The problem =
Give again, word for word, each line below starting at the one that contains "if residue != 0" and ending at the one that contains "impl Unpacker<'_, '_>".
::::
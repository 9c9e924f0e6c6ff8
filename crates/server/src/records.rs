//! Owner records: the cluster objects tokens are stored for.
//!
//! Records are created and reconciled outside this service. The broker only reads
//! them, attaches token metadata to their status and bumps their data version when
//! new token data lands. Updates are compare-and-set on `resource_version`, so a
//! concurrent writer makes the update fail with [`RecordError::Conflict`] instead of
//! being silently overwritten.

use crate::entity::spi_access_token;
use crate::error::RecordError;
use crate::tokenstorage::TokenMetadata;
use async_trait::async_trait;
use sea_orm::sea_query::Expr;
use sea_orm::{ColumnTrait, DatabaseConnection, EntityTrait, QueryFilter};
use std::fmt;
use std::sync::Arc;
use time::OffsetDateTime;

/// How often an update is re-attempted after losing a race with another writer.
pub const MAX_CONFLICT_RETRIES: usize = 5;

#[derive(Clone, Debug, PartialEq, Eq, Hash)]
pub struct ObjectKey {
    pub namespace: String,
    pub name: String,
}

impl ObjectKey {
    pub fn new(namespace: impl Into<String>, name: impl Into<String>) -> Self {
        Self {
            namespace: namespace.into(),
            name: name.into(),
        }
    }
}

impl fmt::Display for ObjectKey {
    fn fmt(&self, f: &mut fmt::Formatter<'_>) -> fmt::Result {
        write!(f, "{}/{}", self.namespace, self.name)
    }
}

#[derive(Clone, Debug, PartialEq)]
pub struct SpiAccessToken {
    pub key: ObjectKey,
    pub service_provider_url: String,
    pub token_metadata: Option<TokenMetadata>,
    pub data_version: i64,
    pub data_updated_at: Option<OffsetDateTime>,
    pub resource_version: i64,
}

impl TryFrom<spi_access_token::Model> for SpiAccessToken {
    type Error = RecordError;

    fn try_from(model: spi_access_token::Model) -> Result<Self, Self::Error> {
        let token_metadata = model
            .token_metadata
            .map(serde_json::from_value)
            .transpose()?;
        Ok(Self {
            key: ObjectKey::new(model.namespace, model.name),
            service_provider_url: model.service_provider_url,
            token_metadata,
            data_version: model.data_version,
            data_updated_at: model.data_updated_at,
            resource_version: model.resource_version,
        })
    }
}

#[async_trait]
pub trait AccessTokenRecords: Send + Sync {
    async fn get(&self, key: &ObjectKey) -> Result<Option<SpiAccessToken>, RecordError>;

    /// Write `record` if its `resource_version` is still current. Returns the stored record.
    async fn update(&self, record: &SpiAccessToken) -> Result<SpiAccessToken, RecordError>;
}

/// Re-read, mutate and write a record until the write wins or the retries run out.
pub async fn update_with_retry<F>(
    records: &dyn AccessTokenRecords,
    key: &ObjectKey,
    mut mutate: F,
) -> Result<SpiAccessToken, RecordError>
where
    F: FnMut(&mut SpiAccessToken) + Send,
{
    let mut attempt = 0;
    loop {
        let mut record = records
            .get(key)
            .await?
            .ok_or_else(|| RecordError::NotFound {
                namespace: key.namespace.clone(),
                name: key.name.clone(),
            })?;
        mutate(&mut record);
        match records.update(&record).await {
            Err(RecordError::Conflict { .. }) if attempt + 1 < MAX_CONFLICT_RETRIES => {
                attempt += 1;
                tracing::debug!(owner = %key, attempt, "conflict updating access token record, retrying");
            }
            other => return other,
        }
    }
}

/// Records kept in the `spi_access_token` table.
#[derive(Clone)]
pub struct DbAccessTokenRecords {
    db: Arc<DatabaseConnection>,
}

impl DbAccessTokenRecords {
    pub fn new(db: Arc<DatabaseConnection>) -> Self {
        Self { db }
    }
}

#[async_trait]
impl AccessTokenRecords for DbAccessTokenRecords {
    async fn get(&self, key: &ObjectKey) -> Result<Option<SpiAccessToken>, RecordError> {
        spi_access_token::Entity::find_by_id((key.namespace.clone(), key.name.clone()))
            .one(self.db.as_ref())
            .await?
            .map(SpiAccessToken::try_from)
            .transpose()
    }

    async fn update(&self, record: &SpiAccessToken) -> Result<SpiAccessToken, RecordError> {
        use spi_access_token::Column;

        let metadata = record
            .token_metadata
            .as_ref()
            .map(serde_json::to_value)
            .transpose()?;
        let next_version = record.resource_version + 1;

        let result = spi_access_token::Entity::update_many()
            .col_expr(
                Column::ServiceProviderUrl,
                Expr::value(record.service_provider_url.clone()),
            )
            .col_expr(Column::TokenMetadata, Expr::value(metadata))
            .col_expr(Column::DataVersion, Expr::value(record.data_version))
            .col_expr(Column::DataUpdatedAt, Expr::value(record.data_updated_at))
            .col_expr(Column::ResourceVersion, Expr::value(next_version))
            .filter(Column::Namespace.eq(record.key.namespace.clone()))
            .filter(Column::Name.eq(record.key.name.clone()))
            .filter(Column::ResourceVersion.eq(record.resource_version))
            .exec(self.db.as_ref())
            .await?;

        if result.rows_affected == 0 {
            return Err(match self.get(&record.key).await? {
                Some(_) => RecordError::Conflict {
                    namespace: record.key.namespace.clone(),
                    name: record.key.name.clone(),
                },
                None => RecordError::NotFound {
                    namespace: record.key.namespace.clone(),
                    name: record.key.name.clone(),
                },
            });
        }

        Ok(SpiAccessToken {
            resource_version: next_version,
            ..record.clone()
        })
    }
}
//! OAuth broker for cluster-managed service provider access tokens.
//!
//! Users are sent through the OAuth flow of a service provider (GitHub, Quay) and
//! the resulting token is stored for an access token record in the cluster. Tokens
//! can also be uploaded directly.

use std::collections::HashMap;
use std::sync::Arc;

use crate::config::{ConfigError, ServiceProviderConfiguration};
use crate::controller::{FlowDependencies, OAuthController};
use crate::error::FlowError;
use crate::providers::ServiceProviderType;
use crate::upload::TokenUploader;

pub mod api;
pub mod config;
pub mod controller;
pub mod entity;
pub mod error;
pub mod identity;
pub mod oauthstate;
pub mod providers;
pub mod records;
pub mod tokenstorage;
pub mod upload;

/// Shared state of the HTTP handlers.
#[derive(Clone)]
pub struct AppState {
    pub controllers: Arc<HashMap<ServiceProviderType, Arc<OAuthController>>>,
    pub uploader: TokenUploader,
}

impl AppState {
    /// One controller per configured provider, all sharing `deps`.
    pub fn new(
        service_providers: &[ServiceProviderConfiguration],
        deps: FlowDependencies,
    ) -> Result<Self, ConfigError> {
        let mut controllers = HashMap::new();
        for sp in service_providers {
            let controller = OAuthController::new(sp.clone(), deps.clone())?;
            controllers.insert(sp.service_provider_type, Arc::new(controller));
        }
        let uploader = TokenUploader::new(deps.authenticator, deps.records, deps.storage);
        Ok(Self {
            controllers: Arc::new(controllers),
            uploader,
        })
    }

    /// The controller serving the `{provider}` path segment.
    pub fn controller(&self, provider: &str) -> Result<&OAuthController, FlowError> {
        provider
            .parse::<ServiceProviderType>()
            .ok()
            .and_then(|t| self.controllers.get(&t))
            .map(Arc::as_ref)
            .ok_or_else(|| FlowError::UnsupportedProvider(provider.to_string()))
    }
}
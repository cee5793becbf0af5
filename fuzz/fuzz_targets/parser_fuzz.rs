#![no_main]
use libfuzzer_sys::fuzz_target;

fuzz_target!(|data: &[u8]| {
    let text = String::from_utf8_lossy(data);
    let args: Vec<String> = text
        .split_whitespace()
        .take(32)
        .map(str::to_string)
        .collect();
    retrolz::cli::fuzz_try_parse_args(&args);
});
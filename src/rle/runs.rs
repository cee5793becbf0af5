// Count+value run-length decoding (Bubsy-style).
//
// Each token is two bytes, `count` then `value`; the value is written
// `count + 1` times. The forward variant fills from index 0 upwards, the
// reverse variant from the last index downwards. Runs longer than the
// space left are clipped.

use super::{Ending, Fill, reserve_hint};
use crate::bits::ByteCursor;

pub fn decode_forward(input: &[u8], size: usize) -> Fill {
    let mut out = Vec::new();
    decode_forward_into(input, size, &mut out).into_fill(out, Some(size))
}

/// Forward fill into `out`, replacing its contents.
pub fn decode_forward_into(input: &[u8], size: usize, out: &mut Vec<u8>) -> Ending {
    out.clear();
    out.reserve(reserve_hint(Some(size), input.len()));
    fill_runs(&mut ByteCursor::new(input), size, out)
}

pub fn decode_reverse(input: &[u8], size: usize) -> Fill {
    let mut out = Vec::new();
    decode_reverse_into(input, size, &mut out).into_fill(out, Some(size))
}

/// Reverse fill into `out`, replacing its contents.
///
/// A truncated result holds the tail of the output: the runs that were
/// decoded, in their final positions relative to the end.
pub fn decode_reverse_into(input: &[u8], size: usize, out: &mut Vec<u8>) -> Ending {
    out.clear();
    out.reserve(reserve_hint(Some(size), input.len()));
    // Runs are uniform, so filling upwards and reversing once equals
    // filling downwards from the last index.
    let ending = fill_runs(&mut ByteCursor::new(input), size, out);
    out.reverse();
    ending
}

fn fill_runs(src: &mut ByteCursor<'_>, size: usize, out: &mut Vec<u8>) -> Ending {
    while out.len() < size {
        let (Ok(count), Ok(value)) = (src.read_u8(), src.read_u8()) else {
            return Ending::Truncated;
        };
        let run = (usize::from(count) + 1).min(size - out.len());
        out.resize(out.len() + run, value);
    }
    Ending::Complete
}
// Rotate-through-carry bit source for backward-packed streams.
//
// Words are big-endian u32 read from the end of the input towards its
// start. Bits leave the register from the low end; when the register
// empties, the next word is loaded, XORed into the running CRC, and a
// marker bit is rotated in at the top so that "register == 0" again means
// "exhausted". A well-formed stream leaves the CRC at zero.

use crate::error::{DecodeError, Result};

#[derive(Debug, Clone)]
pub struct CarryBitReader<'a> {
    data: &'a [u8],
    /// Exclusive end of the next word to load.
    end: usize,
    chunk: u32,
    crc: u32,
}

impl<'a> CarryBitReader<'a> {
    /// Start reading backwards from `end` with `chunk` already loaded.
    ///
    /// `crc` is the running checksum *after* `chunk` was folded into it.
    pub fn new(data: &'a [u8], end: usize, chunk: u32, crc: u32) -> Self {
        Self {
            data,
            end: end.min(data.len()),
            chunk,
            crc,
        }
    }

    fn load_word(&mut self) -> Result<u32> {
        if self.end < 4 {
            return Err(DecodeError::UnexpectedEof {
                position: self.end,
                needed: 4 - self.end,
            });
        }
        let b = &self.data[self.end - 4..self.end];
        self.end -= 4;
        Ok(u32::from_be_bytes([b[0], b[1], b[2], b[3]]))
    }

    /// Next bit; loads and checksums a new word once the register is drained.
    pub fn bit(&mut self) -> Result<bool> {
        let mut carry = self.chunk & 1 != 0;
        self.chunk >>= 1;
        if self.chunk == 0 {
            let word = self.load_word()?;
            self.crc ^= word;
            carry = word & 1 != 0;
            self.chunk = (word >> 1) | 0x8000_0000;
        }
        Ok(carry)
    }

    /// `n` bits, first bit most significant.
    pub fn read_bits(&mut self, n: u32) -> Result<u32> {
        let mut value = 0u32;
        for _ in 0..n {
            value = (value << 1) | u32::from(self.bit()?);
        }
        Ok(value)
    }

    pub fn crc(&self) -> u32 {
        self.crc
    }

    /// Input bytes not yet loaded (everything before the read position).
    pub fn words_left(&self) -> usize {
        self.end / 4
    }
}
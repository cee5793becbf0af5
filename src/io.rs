// File-level helpers around `engine::decode`.
//
// The packed file is read fully into memory (every codec needs random
// access to its input or its footer), the output is written through a
// `BufWriter`. With the `file-io` feature a SHA-256 of the output is
// computed as it is written.

use std::fs::File;
use std::io::{self, BufWriter, Write};
use std::path::Path;

#[cfg(feature = "file-io")]
use sha2::Digest;

use crate::engine::{self, Codec, DecodeFailure, DecodeOptions};

// ---------------------------------------------------------------------------
// Stats
// ---------------------------------------------------------------------------

/// Statistics returned by `decode_file()`.
#[derive(Debug, Clone)]
pub struct DecodeStats {
    pub codec: Codec,
    /// Packed file size in bytes.
    pub input_size: u64,
    /// Bytes produced (and written, unless check-only).
    pub output_size: u64,
    /// A run-length codec ran out of input before the declared size.
    pub truncated: bool,
    /// SHA-256 of the output (if `file-io` feature is enabled).
    pub output_sha256: Option<[u8; 32]>,
}

// ---------------------------------------------------------------------------
// Errors
// ---------------------------------------------------------------------------

#[derive(Debug, thiserror::Error)]
pub enum FileError {
    #[error("I/O error: {0}")]
    Io(#[from] io::Error),

    /// The decode failed. When partial output was kept it has already been
    /// written; `written` is its length.
    #[error("decode error: {failure}")]
    Decode {
        #[source]
        failure: DecodeFailure,
        written: Option<u64>,
    },
}

const BUF_SIZE: usize = 64 * 1024;

// ---------------------------------------------------------------------------
// decode_file
// ---------------------------------------------------------------------------

/// Decode `input_path` with `codec`, writing to `output_path`.
///
/// With `output_path` set to `None` the data is decoded and hashed but not
/// written. If `opts.keep_partial` is set and the decode fails, the partial
/// output is still written before the error is returned.
pub fn decode_file(
    input_path: &Path,
    output_path: Option<&Path>,
    codec: Codec,
    opts: &DecodeOptions,
) -> Result<DecodeStats, FileError> {
    let input = std::fs::read(input_path)?;
    let input_size = input.len() as u64;

    let decoded = match engine::decode(codec, &input, opts) {
        Ok(decoded) => decoded,
        Err(mut failure) => {
            let written = match (output_path, failure.partial.take()) {
                (Some(path), Some(partial)) => {
                    write_output(path, &partial)?;
                    let n = partial.len() as u64;
                    failure.partial = Some(partial);
                    Some(n)
                }
                (_, partial) => {
                    failure.partial = partial;
                    None
                }
            };
            return Err(FileError::Decode { failure, written });
        }
    };

    let output_sha256 = match output_path {
        Some(path) => write_output(path, &decoded.data)?,
        None => digest(&decoded.data),
    };

    Ok(DecodeStats {
        codec,
        input_size,
        output_size: decoded.data.len() as u64,
        truncated: decoded.truncated,
        output_sha256,
    })
}

fn write_output(path: &Path, data: &[u8]) -> io::Result<Option<[u8; 32]>> {
    let file = File::create(path)?;
    let mut writer = BufWriter::with_capacity(BUF_SIZE, file);

    #[cfg(feature = "file-io")]
    {
        let mut hasher = sha2::Sha256::new();
        let mut hashing = HashingWriter {
            inner: &mut writer,
            hasher: &mut hasher,
        };
        hashing.write_all(data)?;
        writer.flush()?;
        Ok(Some(hasher.finalize().into()))
    }

    #[cfg(not(feature = "file-io"))]
    {
        writer.write_all(data)?;
        writer.flush()?;
        Ok(None)
    }
}

#[cfg(feature = "file-io")]
fn digest(data: &[u8]) -> Option<[u8; 32]> {
    Some(sha2::Sha256::digest(data).into())
}

#[cfg(not(feature = "file-io"))]
fn digest(_data: &[u8]) -> Option<[u8; 32]> {
    None
}

// ---------------------------------------------------------------------------
// Hashing writer (used with file-io feature)
// ---------------------------------------------------------------------------

#[cfg(feature = "file-io")]
struct HashingWriter<'a, W: Write> {
    inner: &'a mut W,
    hasher: &'a mut sha2::Sha256,
}

#[cfg(feature = "file-io")]
impl<W: Write> Write for HashingWriter<'_, W> {
    fn write(&mut self, buf: &[u8]) -> io::Result<usize> {
        let n = self.inner.write(buf)?;
        self.hasher.update(&buf[..n]);
        Ok(n)
    }

    fn flush(&mut self) -> io::Result<()> {
        self.inner.flush()
    }
}

// ---------------------------------------------------------------------------
// Tests
// ---------------------------------------------------------------------------
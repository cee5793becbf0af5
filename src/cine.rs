// Delphine "CineUnpack" decompressor (a ByteKiller derivative).
//
// The packed block is consumed from its end towards its start and the
// output is filled from its last byte towards its first. Footer layout
// (big-endian u32s, last bytes of the block):
//
//   ... | first bit chunk | crc | unpacked length |
//
// Token grammar (bit fields MSB-first, built from single rcr bits):
//   0 0 ccc              raw run of ccc+1 bytes
//   0 1 oooooooo         copy 2 bytes from +offset
//   1 11 nnnnnnnn        raw run of n+9 bytes
//   1 00 o{9}            copy 3 bytes
//   1 01 o{10}           copy 4 bytes
//   1 10 nnnnnnnn o{12}  copy n+1 bytes
//
// Copies read from `dst + offset`, i.e. from bytes already produced (which
// sit at higher indices). Each copied or raw byte moves the cursor down by
// one.

use crate::bits::CarryBitReader;
use crate::error::{DecodeError, Result};

/// Size of the footer at the end of a packed block.
pub const FOOTER_LEN: usize = 12;

/// Parsed CineUnpack footer.
#[derive(Debug, Clone, Copy, PartialEq, Eq)]
pub struct Footer {
    /// Declared unpacked length.
    pub unpacked_len: u32,
    /// CRC seed as stored (before the first chunk is folded in).
    pub crc: u32,
    /// First bit chunk, already loaded when decoding starts.
    pub first_chunk: u32,
}

/// Read the footer without decoding anything.
pub fn read_footer(input: &[u8]) -> Result<Footer> {
    if input.len() < FOOTER_LEN {
        return Err(DecodeError::InvalidHeader(format!(
            "packed block of {} bytes is shorter than the {FOOTER_LEN}-byte footer",
            input.len()
        )));
    }
    let n = input.len();
    let word = |at: usize| u32::from_be_bytes([input[at], input[at + 1], input[at + 2], input[at + 3]]);
    Ok(Footer {
        unpacked_len: word(n - 4),
        crc: word(n - 8),
        first_chunk: word(n - 12),
    })
}

/// No token yields more than this many output bytes per stream bit (the
/// long copy: 256 bytes from 23 bits).
const MAX_BYTES_PER_BIT: usize = 12;

/// The footer's unpacked length, rejected when the block is too small to
/// ever produce it.
pub fn unpacked_len(input: &[u8]) -> Result<usize> {
    let footer = read_footer(input)?;
    checked_len(&footer, input.len())
}

fn checked_len(footer: &Footer, packed_len: usize) -> Result<usize> {
    let len = footer.unpacked_len as usize;
    // Payload words plus the first chunk.
    let bits = (packed_len - FOOTER_LEN + 4).saturating_mul(8);
    if len > bits.saturating_mul(MAX_BYTES_PER_BIT) {
        return Err(DecodeError::InvalidHeader(format!(
            "unpacked length {len} is out of reach for a {packed_len}-byte block"
        )));
    }
    Ok(len)
}

/// Unpack a block whose output size comes from its own footer.
pub fn unpack(input: &[u8]) -> Result<Vec<u8>> {
    let mut out = vec![0u8; unpacked_len(input)?];
    unpack_into(input, &mut out)?;
    Ok(out)
}

/// Unpack into `out`, which must hold at least the footer's unpacked length.
///
/// Only `out[..unpacked_len]` is written. Returns the unpacked length. On
/// error the bytes already produced (at the high end) stay in `out`.
pub fn unpack_into(input: &[u8], out: &mut [u8]) -> Result<usize> {
    let footer = read_footer(input)?;
    let len = checked_len(&footer, input.len())?;
    if len > out.len() {
        return Err(DecodeError::InvalidHeader(format!(
            "declared unpacked length {len} exceeds the {}-byte output buffer",
            out.len()
        )));
    }

    let bits = CarryBitReader::new(
        input,
        input.len() - FOOTER_LEN,
        footer.first_chunk,
        footer.crc ^ footer.first_chunk,
    );
    let mut state = Unpacker {
        bits,
        out: &mut out[..len],
        remaining: len,
    };
    state.run()?;

    let residue = state.bits.crc();
    if residue != 0 {
        return Err(DecodeError::ChecksumMismatch { residue });
    }
    Ok(len)
}

// ---------------------------------------------------------------------------
// Decoder state
// ---------------------------------------------------------------------------

struct Unpacker<'a, 'b> {
    bits: CarryBitReader<'a>,
    out: &'b mut [u8],
    /// Bytes still to write; the destination cursor is `remaining - 1`.
    remaining: usize,
}

impl Unpacker<'_, '_> {
    fn run(&mut self) -> Result<()> {
        while self.remaining > 0 {
            if !self.bits.bit()? {
                if !self.bits.bit()? {
                    let count = self.bits.read_bits(3)? as usize + 1;
                    self.raw_bytes(count)?;
                } else {
                    let offset = self.bits.read_bits(8)? as usize;
                    self.copy_relocated(offset, 2)?;
                }
            } else {
                match self.bits.read_bits(2)? {
                    3 => {
                        let count = self.bits.read_bits(8)? as usize + 9;
                        self.raw_bytes(count)?;
                    }
                    sel @ 0..=1 => {
                        let offset = self.bits.read_bits(sel + 9)? as usize;
                        self.copy_relocated(offset, sel as usize + 3)?;
                    }
                    _ => {
                        let count = self.bits.read_bits(8)? as usize + 1;
                        let offset = self.bits.read_bits(12)? as usize;
                        self.copy_relocated(offset, count)?;
                    }
                }
            }
        }
        Ok(())
    }

    fn raw_bytes(&mut self, count: usize) -> Result<()> {
        if count > self.remaining {
            return Err(DecodeError::OutputOverflow {
                limit: self.out.len(),
            });
        }
        for _ in 0..count {
            let byte = self.bits.read_bits(8)? as u8;
            self.remaining -= 1;
            self.out[self.remaining] = byte;
        }
        Ok(())
    }

    fn copy_relocated(&mut self, offset: usize, count: usize) -> Result<()> {
        let dst = self.remaining - 1;
        if dst + offset >= self.out.len() {
            return Err(DecodeError::SourceOutOfBounds {
                position: dst,
                distance: offset as isize,
            });
        }
        if count > self.remaining {
            return Err(DecodeError::OutputOverflow {
                limit: self.out.len(),
            });
        }
        for _ in 0..count {
            let dst = self.remaining - 1;
            self.out[dst] = self.out[dst + offset];
            self.remaining -= 1;
        }
        Ok(())
    }
}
::::
Your response =
    if residue != 0 {
        return Err(DecodeError::ChecksumMismatch { residue });
    }
    Ok(len)
}

// ---------------------------------------------------------------------------
// Decoder state
// ---------------------------------------------------------------------------

struct Unpacker<'a, 'b> {
    bits: CarryBitReader<'a>,
    out: &'b mut [u8],
    /// Bytes still to write; the destination cursor is `remaining - 1`.
    remaining: usize,
}

impl Unpacker<'_, '_> {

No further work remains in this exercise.